Today, Google revealed that another bug in its social network that exposed private details of 52.5 million Google+ users, or ten times as many users affected by the leak that Google announced in October when it revealed plans to sunset Google+ for consumers.
The latest leak was only available to developers for about one week in November, and was discovered during a routine security check, Google said in a blogpost today.
The source of the leak was an update in November that affected a Google+ API and gave app developers access to profile information on accounts that were configured by users to be private. In other words, Google shared the information with developers without gaining user consent.
Additionally, if Google+ users had willingly shared profile data with other contacts, apps had access to that data.
Information leaked to developers included a user’s name, email address, occupation, and age.
Google notes the leaked data didn’t include information about users’ financial data, national IDs, and passwords. So users may face additional phishing threats, but likely won’t be impacted by identity theft.
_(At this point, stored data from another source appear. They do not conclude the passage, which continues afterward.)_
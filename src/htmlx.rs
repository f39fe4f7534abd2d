// Copyright 2026 The tree-sitter-htmlx-scanner contributors. See the
// COPYRIGHT file at the top-level directory of this distribution.
//
// Licensed under the Apache License, Version 2.0 <LICENSE-APACHE or
// http://www.apache.org/licenses/LICENSE-2.0> or the MIT license
// <LICENSE-MIT or http://opensource.org/licenses/MIT>, at your
// option. This file may not be copied, modified, or distributed
// except according to those terms.

//! The HTMLX dialect layer: namespaced/dotted tags, brace expressions, and
//! the sticky TypeScript `lang` marker, layered over [`crate::html`].
//!
//! This layer intercepts tag-name scanning itself (rather than delegating
//! it wholesale to [`HtmlScanner`]) because it needs to notice a trailing
//! `:` or `.` after the name before the base scanner would have already
//! committed to an ordinary start/end tag token.

use crate::html::{HtmlScanner, HtmlToken, HTML_TOKEN_COUNT};
use crate::lexer::{Lexer, ValidSymbols};
use crate::tag::{Tag, TagId};

/// Token kinds the HTMLX layer can produce.
///
/// `Html` passes through a token the inner [`HtmlScanner`] produced
/// unchanged; its ordinal is the wrapped [`HtmlToken`]'s own, so the two
/// token spaces share the low end of the same index range. HTMLX's own
/// additions are numbered immediately after it.
#[derive(Debug, Clone, Copy, PartialEq, Eq)]
pub enum HtmlxToken {
    Html(HtmlToken),
    TagNamespace,
    TagLocalName,
    TsLangMarker,
    ExpressionJs,
    ExpressionTs,
    DirectiveMarker,
    MemberTagObject,
    MemberTagProperty,
    Text,
}

impl HtmlxToken {
    pub fn id(self) -> usize {
        match self {
            HtmlxToken::Html(t) => t as usize,
            HtmlxToken::TagNamespace => HTML_TOKEN_COUNT,
            HtmlxToken::TagLocalName => HTML_TOKEN_COUNT + 1,
            HtmlxToken::TsLangMarker => HTML_TOKEN_COUNT + 2,
            HtmlxToken::ExpressionJs => HTML_TOKEN_COUNT + 3,
            HtmlxToken::ExpressionTs => HTML_TOKEN_COUNT + 4,
            HtmlxToken::DirectiveMarker => HTML_TOKEN_COUNT + 5,
            HtmlxToken::MemberTagObject => HTML_TOKEN_COUNT + 6,
            HtmlxToken::MemberTagProperty => HTML_TOKEN_COUNT + 7,
            HtmlxToken::Text => HTML_TOKEN_COUNT + 8,
        }
    }
}

/// Number of token kinds HTMLX owns (its own additions plus everything it
/// inherits from the base layer); Svelte numbers its own tokens from here.
pub const HTMLX_TOKEN_COUNT: usize = HTML_TOKEN_COUNT + 9;

#[derive(Debug, Default, Clone)]
pub struct HtmlxScanner {
    pub html: HtmlScanner,
    awaiting_local_name: bool,
    is_typescript: bool,
}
"We’ve recently determined that some users were impacted by a software update introduced in November that contained a bug affecting a Google+ API,” Google said in the blog.
“We discovered this bug as part of our standard and ongoing testing procedures and fixed it within a week of it being introduced. No third party compromised our systems, and we have no evidence that the app developers that inadvertently had this access for six days were aware of it or misused it in any way.”
Google delayed disclosing the Google+ leak affecting 500,000 users by eight months, fearing it could attract attention from regulators amid ongoing probes into Facebook’s leak of 87 million users’ data to political consultancy Cambridge Analytica.
The leak happened as Europe was gearing up to roll out out stricter privacy regulations under GDPR, which allow national authorities to impose fines of up to four percent of an organization’s annual global revenue.
A UK ‘fake news’ parliamentary committee last week published internal Facebook emails detailing sensitive internal discussions between 2012 and 2015 that showed select customers, including Netflix and Lyft, were given a free pass to access user data that other developers were blocked from in 2014.
Google says it will shut down all Google+ APIs for developers within the next 90 days, ahead of the accelerated April 2019 timeframe for closing off access to consumers. Google intends to continue supporting Google+ for enterprise customers.
The company confirmed that enterprise customers were impacted by this bug.
“We are in the process of notifying any enterprise customers that were impacted by this bug. A list of impacted users in those domains is being sent to system administrators, and we will reach out again if any additional impacted users or issues are discovered,” Google said.